Pourtant, à en croire David Bremner, le monsieur Marketing de la brasserie Robinsons, qui a produit 13,3 millions de pintes de bière l’année dernière, le succès de la bière estampillée Iron Maiden vient surtout de sa grande qualité : « Personne n’a jamais lancé une bière au Royaume Uni avec un tel potentiel. La demande continue de grandir à chaque fois que quelqu’un la goûte. C’est purement dû à la qualité de la bière et son très bon goût. » Pourtant il ne cache pas qu’il est difficile d’estimer les ventes dans les mois et années à venir de cette bière. Car même si elle a un goût exceptionnel, ce que nos lecteurs qui l’ont goûté pourront confirmer ou infirmer, il est évident que la brasserie profite de l’effet d’annonce de l’arrivée d’un produit original sur le marché, ainsi que de l’effet merchandising, à savoir une volonté des fans de se procurer un exemplaire d’un objet avec le logo Iron Maiden dessus. Un effet marketing qui, s’il atteint des sommets rapidement, risque de retomber assez vite.

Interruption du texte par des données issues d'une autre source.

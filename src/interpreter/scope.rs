// パス: src/interpreter/scope.rs
// 役割: レキシカル環境（宣言的束縛の連鎖）を表す
// 意図: let/const の TDZ と、関数スコープの this 束縛を同じ構造で扱う
// 関連ファイル: src/interpreter/eval.rs, src/interpreter/function.rs

use std::cell::RefCell;
use std::rc::Rc;

use indexmap::IndexMap;
use runtime_heap::Value;

pub type ScopeRef = Rc<RefCell<Scope>>;

#[derive(Clone, Debug)]
pub struct Binding {
    /// `None` は初期化前（TDZ）。
    pub value: Option<Value>,
    pub mutable: bool,
}

#[derive(Debug)]
pub struct Scope {
    bindings: IndexMap<String, Binding>,
    parent: Option<ScopeRef>,
    /// 関数（アロー以外）とトップレベルだけが this を持つ。
    this_value: Option<Value>,
}

/// 識別子解決の結果。
pub enum Lookup {
    Found(Value),
    Uninitialized,
    Missing,
}

impl Scope {
    pub fn new_global(this_value: Value) -> ScopeRef {
        Rc::new(RefCell::new(Scope {
            bindings: IndexMap::new(),
            parent: None,
            this_value: Some(this_value),
        }))
    }

    pub fn new_block(parent: &ScopeRef) -> ScopeRef {
        Rc::new(RefCell::new(Scope {
            bindings: IndexMap::new(),
            parent: Some(parent.clone()),
            this_value: None,
        }))
    }

    pub fn new_function(parent: &ScopeRef, this_value: Option<Value>) -> ScopeRef {
        Rc::new(RefCell::new(Scope {
            bindings: IndexMap::new(),
            parent: Some(parent.clone()),
            this_value,
        }))
    }

    pub fn parent(&self) -> Option<ScopeRef> {
        self.parent.clone()
    }

    pub fn has_own(&self, name: &str) -> bool {
        self.bindings.contains_key(name)
    }

    pub fn declare(&mut self, name: &str, value: Option<Value>, mutable: bool) {
        self.bindings
            .insert(name.to_string(), Binding { value, mutable });
    }

    /// 既存の束縛を初期化する（TDZ の解除）。
    pub fn initialize(&mut self, name: &str, value: Value) {
        if let Some(binding) = self.bindings.get_mut(name) {
            binding.value = Some(value);
        }
    }

    /// 宣言順の束縛名。
    pub fn names(&self) -> impl Iterator<Item = &str> {
        self.bindings.keys().map(String::as_str)
    }

    pub fn binding(&self, name: &str) -> Option<&Binding> {
        self.bindings.get(name)
    }
}

/// 連鎖を外側へ辿って名前を解決する。
pub fn lookup(scope: &ScopeRef, name: &str) -> Lookup {
    let mut current = Some(scope.clone());
    while let Some(s) = current {
        let s = s.borrow();
        if let Some(binding) = s.bindings.get(name) {
            return match &binding.value {
                Some(v) => Lookup::Found(v.clone()),
                None => Lookup::Uninitialized,
            };
        }
        current = s.parent.clone();
    }
    Lookup::Missing
}

/// 代入の結果。
pub enum AssignResult {
    Done,
    Const,
    Uninitialized,
    Missing,
}

pub fn assign(scope: &ScopeRef, name: &str, value: Value) -> AssignResult {
    let mut current = Some(scope.clone());
    while let Some(s) = current {
        let mut s_mut = s.borrow_mut();
        if let Some(binding) = s_mut.bindings.get_mut(name) {
            if binding.value.is_none() {
                return AssignResult::Uninitialized;
            }
            if !binding.mutable {
                return AssignResult::Const;
            }
            binding.value = Some(value);
            return AssignResult::Done;
        }
        current = s_mut.parent.clone();
    }
    AssignResult::Missing
}

/// 最も内側の this 束縛。
pub fn this_value(scope: &ScopeRef) -> Value {
    let mut current = Some(scope.clone());
    while let Some(s) = current {
        let s = s.borrow();
        if let Some(this) = &s.this_value {
            return this.clone();
        }
        current = s.parent.clone();
    }
    Value::Undefined
}

#[cfg(test)]
mod tests {
    use super::*;

    #[test]
    /// 内側のスコープから外側の束縛が見え、TDZ は区別される。
    fn lookup_walks_outward() {
        let global = Scope::new_global(Value::Undefined);
        global.borrow_mut().declare("a", Some(Value::Number(1.0)), true);
        global.borrow_mut().declare("b", None, true);
        let inner = Scope::new_block(&global);
        assert!(matches!(lookup(&inner, "a"), Lookup::Found(Value::Number(n)) if n == 1.0));
        assert!(matches!(lookup(&inner, "b"), Lookup::Uninitialized));
        assert!(matches!(lookup(&inner, "c"), Lookup::Missing));
    }

    #[test]
    /// const への代入は拒否される。
    fn assign_to_const_is_rejected() {
        let global = Scope::new_global(Value::Undefined);
        global.borrow_mut().declare("k", Some(Value::Null), false);
        assert!(matches!(assign(&global, "k", Value::Null), AssignResult::Const));
    }

    #[test]
    /// アロー関数相当のブロックは外側の this を引き継ぐ。
    fn this_is_lexical_through_blocks() {
        let global = Scope::new_global(Value::Boolean(true));
        let func = Scope::new_function(&global, Some(Value::Number(3.0)));
        let block = Scope::new_block(&func);
        assert!(matches!(this_value(&block), Value::Number(n) if n == 3.0));
    }
}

Mais en dehors de l’aspect merchandising évident, il y a cependant eu une vraie volonté des membres du groupe à s’impliquer dans un produit auquel ils tiennent. Ainsi, Bruce Dickinson, le chanteur du groupe, s’est personnellement investi dans le projet, au point d’être stressé par la réussite du produit et de son lancement, comme il l’a confié : « J’ai toute ma vie été un fan de la bière traditionnelle anglaise ; j’ai cru mourir quand on nous a demandé de créer notre propre bière. Je dois dire que j’ai été très nerveux : les Robinsons sont les seules personnes que j’ai eu à auditionner en trente ans. » Et il a été ravi de leur travail : « Leur magie a été de créer ce mariage alchimique de goût et de texture qu’est la Trooper. Je l’adore. » Même si on croirait plus avoir affaire à un commercial de brasserie qu’à un mythique chanteur de heavy metal, on peut gager de la sincérité de la démarche du bonhomme dans sa volonté de faire un bon produit.

Et les brasseurs, soutenus par le groupe, sont à l’assaut du marché mondial : Sovereign, le distributeur international de Robinson, s’apprête à servir la Trooper dans 184 pays du monde où l’on aurait montré un intérêt pour cette nouvelle étiquette de boisson houblonnée. Petite anecdote quant à l’exportation de la Trooper vers la Suède, un pays fervent consommateur de metal et de bière : les brasseurs Robinson ont dû quelque peu modifier l’étiquette de la bière (cf. ci-dessous) pour pouvoir la vendre dans le pays. En effet, une loi suédoise interdit d’intégrer des éléments de guerre, d’armes ou d’agression sur les étiquettes d’alcool. Les responsables Marketing ont donc du faire marcher leur méninges pour trouver un stratagème pour se mettre en accord avec la loi du pays, alors que l’artwork de The Trooper montre la mascotte Eddie, habillée en soldat anglais et prêt à en découdre. Le visuel est donc resserré sur la tête d’Eddie de façon à ce que l’on ne voit plus son habit de soldat, ni son drapeau anglais. Les Suédois peuvent se rassurer : ils auront leur Trooper, ainsi que les Américains, qui viennent d’en autoriser l’importation. Pour la France, c’est à notre connaissance pour le moment uniquement sur Internet que les consommateurs pourront la trouver. Et ainsi la déguster, avec modération, bien sûr.